> _TASK OBJECTIVE_:
Write down, unchanged, the entries from the first line through the line holding "pub fn build_router(state: AppState)". Include no other line.

> _INFORMATION_:
BEGIN

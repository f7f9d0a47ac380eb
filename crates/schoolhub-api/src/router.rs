//! Route definitions for the SchoolHub HTTP API.

use axum::{
    Router, middleware as axum_middleware,
    routing::{get, post},
};
use tower_http::trace::TraceLayer;

use crate::handlers;
use crate::middleware;
use crate::state::AppState;

/// Build the complete Axum router with all routes and middleware.
pub fn build_router(state: AppState) -> Router {
    let cors = middleware::cors::build_cors_layer(&state.config.server.cors);

    Router::new()
        .merge(auth_routes())
        .merge(user_routes())
        .merge(school_routes())
        .merge(health_routes())
        .layer(TraceLayer::new_for_http())
        .layer(cors)
        .layer(axum_middleware::from_fn(middleware::logging::request_logging))
        .with_state(state)
}

/// Login and logout
fn auth_routes() -> Router<AppState> {
    Router::new()
        .route("/login", post(handlers::auth::login))
        .route("/logout", post(handlers::auth::logout))
}

/// Profile and password self-service
fn user_routes() -> Router<AppState> {
    Router::new()
        .route("/profile", get(handlers::user::get_profile))
        .route("/reset-password", post(handlers::user::reset_password))
        .route("/user-role-config", get(handlers::role_config::get_role_config))
}

/// Enrolled classes and timetables
fn school_routes() -> Router<AppState> {
    Router::new()
        .route("/classes", get(handlers::classes::list_classes))
        .route(
            "/timetable",
            get(handlers::timetable::get_timetable).post(handlers::timetable::save_timetable),
        )
}

fn health_routes() -> Router<AppState> {
    Router::new()
        .route("/", get(handlers::health::root))
        .route("/health", get(handlers::health::health))
}
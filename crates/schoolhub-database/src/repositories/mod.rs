//! Repositories over the document store.

pub mod role_config;
pub mod session;
pub mod timetable;
pub mod user;

pub use role_config::RoleConfigRepository;
pub use session::SessionRepository;
pub use timetable::TimetableRepository;
pub use user::UserRepository;
//! Session lifecycle: persistence, login/logout, and expiry cleanup.

pub mod cleanup;
pub mod manager;
pub mod store;

pub use cleanup::SessionCleanup;
pub use manager::{LoginResult, SessionManager};
pub use store::{OpenedSession, SessionStore};
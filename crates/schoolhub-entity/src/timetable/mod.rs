//! Timetable documents, one per class.

use chrono::{DateTime, Utc};
use serde::{Deserialize, Serialize};
use serde_json::Value;

/// Fixed document id of a class's timetable.
pub const CURRENT_SCHEDULE_ID: &str = "current_schedule";

/// Returns the collection holding the timetable of a class.
pub fn timetable_collection(school_id: &str, class_id: &str) -> String {
    format!("school/{school_id}/classes/{class_id}/timetable")
}

/// The stored timetable of a class.
#[derive(Debug, Clone, Serialize, Deserialize)]
pub struct Timetable {
    /// Free-form schedule body.
    pub schedule: Value,
    /// User who last wrote the timetable.
    #[serde(default)]
    pub updated_by: Option<String>,
    /// Last write time, resolved by the store.
    #[serde(default)]
    pub updated_at: Option<DateTime<Utc>>,
}
//! HTTP request handlers.

pub mod auth;
pub mod classes;
pub mod health;
pub mod role_config;
pub mod timetable;
pub mod user;
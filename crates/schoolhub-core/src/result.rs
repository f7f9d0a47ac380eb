//! Convenience result type alias for SchoolHub.

use crate::error::AppError;

/// A specialized `Result` type for SchoolHub operations.
pub type AppResult<T> = Result<T, AppError>;
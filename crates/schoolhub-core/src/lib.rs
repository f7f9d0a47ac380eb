//! # schoolhub-core
//!
//! Core crate for SchoolHub. Contains configuration schemas, the unified
//! error system, and the document storage contract consumed by every
//! other crate.
//!
//! This crate has **no** internal dependencies on other SchoolHub crates.

pub mod config;
pub mod error;
pub mod result;
pub mod traits;
pub mod types;

pub use error::AppError;
pub use result::AppResult;
//! Stored document representation.

use serde::de::DeserializeOwned;
use serde::{Deserialize, Serialize};
use serde_json::{Map, Value};

use crate::error::AppError;
use crate::result::AppResult;

use super::path::DocumentPath;

/// The field map of a document.
pub type Fields = Map<String, Value>;

/// A document read from the store.
#[derive(Debug, Clone, PartialEq, Serialize, Deserialize)]
pub struct Document {
    /// Collection path the document lives in (no leading separator).
    pub collection: String,
    /// Document identifier within the collection.
    pub id: String,
    /// Stored fields.
    pub fields: Fields,
}

impl Document {
    /// Creates a document value.
    pub fn new(collection: impl Into<String>, id: impl Into<String>, fields: Fields) -> Self {
        Self {
            collection: collection.into(),
            id: id.into(),
            fields,
        }
    }

    /// Absolute path of this document, e.g. `/users/u1`.
    pub fn path(&self) -> String {
        DocumentPath::new(&self.collection, &self.id).to_string()
    }

    /// Returns a field value, if present.
    pub fn get(&self, field: &str) -> Option<&Value> {
        self.fields.get(field)
    }

    /// Deserializes the field map into a typed model.
    pub fn decode<T: DeserializeOwned>(&self) -> AppResult<T> {
        serde_json::from_value(Value::Object(self.fields.clone())).map_err(|e| {
            AppError::with_source(
                crate::error::ErrorKind::Serialization,
                format!("Malformed document '{}'", self.path()),
                e,
            )
        })
    }
}

/// Serializes a model into a field map. Non-object values are rejected.
pub fn encode_fields<T: Serialize>(value: &T) -> AppResult<Fields> {
    match serde_json::to_value(value)? {
        Value::Object(map) => Ok(map),
        other => Err(AppError::internal(format!(
            "Expected an object when encoding document fields, got {other}"
        ))),
    }
}
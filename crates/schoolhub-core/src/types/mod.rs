//! Core type definitions used across the SchoolHub workspace.

pub mod document;
pub mod path;
pub mod timestamp;

pub use document::{Document, Fields, encode_fields};
pub use path::DocumentPath;
pub use timestamp::{is_server_timestamp, resolve_server_timestamps, server_timestamp};
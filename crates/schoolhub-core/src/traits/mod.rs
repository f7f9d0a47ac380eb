//! Core traits defined in `schoolhub-core` and implemented by other crates.

pub mod document_store;

pub use document_store::{DocumentStore, FieldMatch, GuardedWrites, WriteOp};
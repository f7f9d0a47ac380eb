//! Session lifetime configuration.

use serde::{Deserialize, Serialize};

/// Session management configuration.
#[derive(Debug, Clone, Serialize, Deserialize)]
pub struct SessionConfig {
    /// Absolute session lifetime in hours, counted from login.
    #[serde(default = "default_ttl_hours")]
    pub ttl_hours: u64,
    /// Interval between expired-session sweeps in minutes (0 disables).
    #[serde(default = "default_cleanup_interval")]
    pub cleanup_interval_minutes: u64,
}

impl Default for SessionConfig {
    fn default() -> Self {
        Self {
            ttl_hours: default_ttl_hours(),
            cleanup_interval_minutes: default_cleanup_interval(),
        }
    }
}

fn default_ttl_hours() -> u64 {
    24
}

fn default_cleanup_interval() -> u64 {
    15
}
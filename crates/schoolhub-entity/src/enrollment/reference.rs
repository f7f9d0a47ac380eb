//! Enrollment references stored on a user document.

use serde_json::Value;

/// A pointer from a user to a subject document.
///
/// Stored either as a reference object (`{"path": "school/.../subjects/x"}`)
/// or as a raw absolute path string.
#[derive(Debug, Clone, PartialEq, Eq)]
pub enum SubjectRef {
    /// A reference object exposing a document path.
    ReferenceHandle(String),
    /// A raw path string; must start with the separator to resolve.
    PathString(String),
}

impl SubjectRef {
    /// Normalizes a stored reference. Returns `None` for unsupported shapes.
    pub fn from_value(value: &Value) -> Option<Self> {
        match value {
            Value::String(path) => Some(Self::PathString(path.clone())),
            Value::Object(map) => map
                .get("path")
                .and_then(Value::as_str)
                .map(|path| Self::ReferenceHandle(path.to_string())),
            _ => None,
        }
    }

    /// The path as carried by the reference.
    pub fn raw_path(&self) -> &str {
        match self {
            Self::ReferenceHandle(path) | Self::PathString(path) => path,
        }
    }
}
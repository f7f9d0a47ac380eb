//! Subject records annotated with their parent class.

use serde::Serialize;

use schoolhub_core::types::{Document, Fields};

const RESERVED_KEYS: [&str; 3] = ["id", "refPath", "parentClass"];

/// The class that structurally contains a subject.
#[derive(Debug, Clone, PartialEq, Serialize)]
pub struct ParentClass {
    /// Class document id.
    pub id: String,
    /// Class fields.
    #[serde(flatten)]
    pub fields: Fields,
}

/// A subject the user is enrolled in.
#[derive(Debug, Clone, PartialEq, Serialize)]
pub struct EnrolledSubject {
    /// Subject document id.
    pub id: String,
    /// Absolute path of the subject document.
    #[serde(rename = "refPath")]
    pub ref_path: String,
    /// Subject fields.
    #[serde(flatten)]
    pub fields: Fields,
    /// The parent class, or `null` when its document is missing.
    #[serde(rename = "parentClass")]
    pub parent_class: Option<ParentClass>,
}

impl EnrolledSubject {
    /// Builds the view from a subject document and its optional parent.
    pub fn new(subject: Document, parent: Option<Document>) -> Self {
        let ref_path = subject.path();
        Self {
            id: subject.id,
            ref_path,
            fields: strip_reserved(subject.fields),
            parent_class: parent.map(|doc| ParentClass {
                id: doc.id,
                fields: strip_reserved(doc.fields),
            }),
        }
    }
}

fn strip_reserved(mut fields: Fields) -> Fields {
    for key in RESERVED_KEYS {
        fields.remove(key);
    }
    fields
}
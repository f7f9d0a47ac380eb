//! User self-service handlers.

use axum::Json;
use axum::extract::State;
use validator::Validate;

use crate::dto::request::ResetPasswordRequest;
use crate::dto::response::{ProfileResponse, ResetPasswordResponse};
use crate::error::ApiError;
use crate::extractors::{AppJson, AuthUser};
use crate::state::AppState;

/// GET /profile
pub async fn get_profile(State(state): State<AppState>, auth: AuthUser) -> Json<ProfileResponse> {
    Json(ProfileResponse {
        message: "Profile retrieved".to_string(),
        user: state.user_service.profile(&auth),
        user_id: auth.user_id.clone(),
    })
}

/// POST /reset-password
pub async fn reset_password(
    State(state): State<AppState>,
    auth: AuthUser,
    AppJson(req): AppJson<ResetPasswordRequest>,
) -> Result<Json<ResetPasswordResponse>, ApiError> {
    req.validate()?;

    state
        .user_service
        .reset_password(&auth, &req.new_password)
        .await?;

    Ok(Json(ResetPasswordResponse {
        message: "Password updated successfully".to_string(),
        user_id: auth.user_id.clone(),
    }))
}
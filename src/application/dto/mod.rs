pub mod records;

pub use records::RecordDto;
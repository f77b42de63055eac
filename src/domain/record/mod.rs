pub mod entity;
pub mod repository;
pub mod value_objects;

pub use entity::{AttributeValues, NewRecord, Record};
pub use repository::{RecordReadRepository, RecordWriteRepository};
pub use value_objects::{FieldName, RecordId};
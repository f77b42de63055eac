// src/domain/slug/config.rs
use crate::domain::errors::{DomainError, DomainResult};
use crate::domain::record::FieldName;
use crate::domain::slug::value_objects::{MaxLength, Separator};
use std::collections::HashSet;

/// Which save is in progress when slugs are requested.
#[derive(Debug, Clone, Copy, PartialEq, Eq)]
pub enum SaveEvent {
    Create,
    Update,
}

/// Read-only description of how a record type derives its slugs.
#[derive(Debug, Clone)]
pub struct SlugConfig {
    source_attributes: Vec<String>,
    target_field: FieldName,
    separator: Separator,
    max_length: MaxLength,
    generate_on_create: bool,
    generate_on_update: bool,
    enforce_uniqueness: bool,
    language: Option<String>,
}

impl SlugConfig {
    pub fn builder() -> SlugConfigBuilder {
        SlugConfigBuilder::default()
    }

    pub fn source_attributes(&self) -> &[String] {
        &self.source_attributes
    }

    pub fn target_field(&self) -> &FieldName {
        &self.target_field
    }

    pub fn separator(&self) -> &str {
        self.separator.as_str()
    }

    pub fn max_length(&self) -> usize {
        self.max_length.get()
    }

    pub fn generate_on_create(&self) -> bool {
        self.generate_on_create
    }

    pub fn generate_on_update(&self) -> bool {
        self.generate_on_update
    }

    pub fn enforce_uniqueness(&self) -> bool {
        self.enforce_uniqueness
    }

    pub fn language(&self) -> Option<&str> {
        self.language.as_deref()
    }

    pub fn generates_on(&self, event: SaveEvent) -> bool {
        match event {
            SaveEvent::Create => self.generate_on_create,
            SaveEvent::Update => self.generate_on_update,
        }
    }
}

#[derive(Debug, Clone)]
pub struct SlugConfigBuilder {
    source_attributes: Vec<String>,
    target_field: Option<String>,
    separator: String,
    max_length: usize,
    generate_on_create: bool,
    generate_on_update: bool,
    enforce_uniqueness: bool,
    language: Option<String>,
}

impl Default for SlugConfigBuilder {
    fn default() -> Self {
        Self {
            source_attributes: Vec::new(),
            target_field: None,
            separator: Separator::DEFAULT.to_owned(),
            max_length: MaxLength::DEFAULT,
            generate_on_create: true,
            generate_on_update: true,
            enforce_uniqueness: false,
            language: None,
        }
    }
}

impl SlugConfigBuilder {
    pub fn generate_slugs_from<I, S>(mut self, attributes: I) -> Self
    where
        I: IntoIterator<Item = S>,
        S: Into<String>,
    {
        self.source_attributes = attributes.into_iter().map(Into::into).collect();
        self
    }

    pub fn save_slugs_to(mut self, field: impl Into<String>) -> Self {
        self.target_field = Some(field.into());
        self
    }

    pub fn slug_with_separator(mut self, separator: impl Into<String>) -> Self {
        self.separator = separator.into();
        self
    }

    pub fn slug_should_be_no_longer_than(mut self, max_length: usize) -> Self {
        self.max_length = max_length;
        self
    }

    pub fn do_not_generate_slugs_on_create(mut self) -> Self {
        self.generate_on_create = false;
        self
    }

    pub fn do_not_generate_slugs_on_update(mut self) -> Self {
        self.generate_on_update = false;
        self
    }

    pub fn enforce_uniqueness(mut self) -> Self {
        self.enforce_uniqueness = true;
        self
    }

    pub fn slug_with_language(mut self, language: impl Into<String>) -> Self {
        self.language = Some(language.into());
        self
    }

    pub fn build(self) -> DomainResult<SlugConfig> {
        let target_field = self
            .target_field
            .ok_or_else(|| DomainError::Validation("target field is required".into()))
            .and_then(FieldName::new)?;

        let mut seen = HashSet::new();
        for attribute in &self.source_attributes {
            if attribute.is_empty() {
                return Err(DomainError::Validation(
                    "source attribute names cannot be empty".into(),
                ));
            }
            if !seen.insert(attribute.as_str()) {
                return Err(DomainError::Validation(format!(
                    "source attribute {attribute:?} listed more than once"
                )));
            }
        }

        let language = self
            .language
            .map(|tag| tag.trim().to_owned())
            .filter(|tag| !tag.is_empty());

        Ok(SlugConfig {
            source_attributes: self.source_attributes,
            target_field,
            separator: Separator::new(self.separator)?,
            max_length: MaxLength::new(self.max_length)?,
            generate_on_create: self.generate_on_create,
            generate_on_update: self.generate_on_update,
            enforce_uniqueness: self.enforce_uniqueness,
            language,
        })
    }
}
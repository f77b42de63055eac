// src/application/commands/records/service.rs
use std::sync::Arc;

use crate::{
    application::{commands::slugs::SlugOrchestrator, ports::time::Clock},
    domain::{
        record::{RecordReadRepository, RecordWriteRepository},
        slug::SlugConfig,
    },
};

/// Saves records, running slug generation where a framework would fire its
/// before-create and before-update hooks.
pub struct RecordCommandService {
    pub(super) write_repo: Arc<dyn RecordWriteRepository>,
    pub(super) read_repo: Arc<dyn RecordReadRepository>,
    pub(super) slugs: Arc<SlugOrchestrator>,
    pub(super) slug_config: Arc<SlugConfig>,
    pub(super) clock: Arc<dyn Clock>,
}

impl RecordCommandService {
    pub fn new(
        write_repo: Arc<dyn RecordWriteRepository>,
        read_repo: Arc<dyn RecordReadRepository>,
        slugs: Arc<SlugOrchestrator>,
        slug_config: Arc<SlugConfig>,
        clock: Arc<dyn Clock>,
    ) -> Self {
        Self {
            write_repo,
            read_repo,
            slugs,
            slug_config,
            clock,
        }
    }
}
// tests/support/mocks/mod.rs
pub mod lookup;
pub mod time;
pub mod util;

pub use lookup::{FailingLookup, StaticRowsLookup};
pub use time::fixed_now;
pub use util::{DummyClock, DummySlug};
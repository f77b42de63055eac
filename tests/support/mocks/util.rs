// tests/support/mocks/util.rs
use chrono::{DateTime, Utc};

#[derive(Clone)]
pub struct DummyClock;

impl record_slugs::application::ports::time::Clock for DummyClock {
    fn now(&self) -> DateTime<Utc> {
        crate::support::mocks::time::fixed_now()
    }
}

/// Passes the source through untouched, so tests control candidates exactly.
#[derive(Clone)]
pub struct DummySlug;

impl record_slugs::application::ports::util::SlugGenerator for DummySlug {
    fn slugify(&self, s: &str, _separator: &str, _max_length: usize, _language: Option<&str>) -> String {
        s.to_string()
    }
}
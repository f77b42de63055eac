// src/application/commands/slugs/orchestrate.rs
use super::SlugOrchestrator;
use crate::{
    application::error::ApplicationResult,
    domain::{
        record::{AttributeValues, RecordId},
        slug::{LookupScope, SaveEvent, SlugCandidate, SlugConfig, SlugMapping},
    },
};

impl SlugOrchestrator {
    /// Generate the slug mapping for `attributes` according to `config`.
    ///
    /// Returns `None` when the config disables generation for `event` or names
    /// no source attributes; the target field must then be left as it is.
    /// `record` is the id of the record being updated, if any, and is excluded
    /// from uniqueness searches.
    pub async fn orchestrate(
        &self,
        config: &SlugConfig,
        attributes: &AttributeValues,
        event: SaveEvent,
        record: Option<RecordId>,
    ) -> ApplicationResult<Option<SlugMapping>> {
        if !config.generates_on(event) || config.source_attributes().is_empty() {
            tracing::debug!(?event, target_field = %config.target_field(), "slug generation skipped");
            return Ok(None);
        }

        let mut mapping = SlugMapping::new();
        for attribute in config.source_attributes() {
            let source = attributes.get(attribute).map(String::as_str).unwrap_or_default();
            let slug = self.generator.slugify(
                source,
                config.separator(),
                config.max_length(),
                config.language(),
            );
            mapping.insert(attribute.as_str(), slug);
        }

        if !config.enforce_uniqueness() {
            return Ok(Some(mapping));
        }

        let scope = LookupScope {
            target_field: config.target_field(),
            separator: config.separator(),
            max_length: config.max_length(),
            exclude_record: record,
        };

        let mut unique = SlugMapping::new();
        for (attribute, slug) in mapping.iter() {
            let candidate = SlugCandidate::new(attribute, slug);
            let resolved = self.resolver.resolve(&candidate, &scope).await?;
            unique.insert(attribute, resolved);
        }

        Ok(Some(unique))
    }
}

END

> _REPLY TO THE TASK_:
repository f7f9d0a47ac380eb
filename crates/schoolhub-api/src/router.rs
//! Route definitions for the SchoolHub HTTP API.

use axum::{
    Router, middleware as axum_middleware,
    routing::{get, post},
};
use tower_http::trace::TraceLayer;

use crate::handlers;
use crate::middleware;
use crate::state::AppState;

/// Build the complete Axum router with all routes and middleware.
pub fn build_router(state: AppState) -> Router {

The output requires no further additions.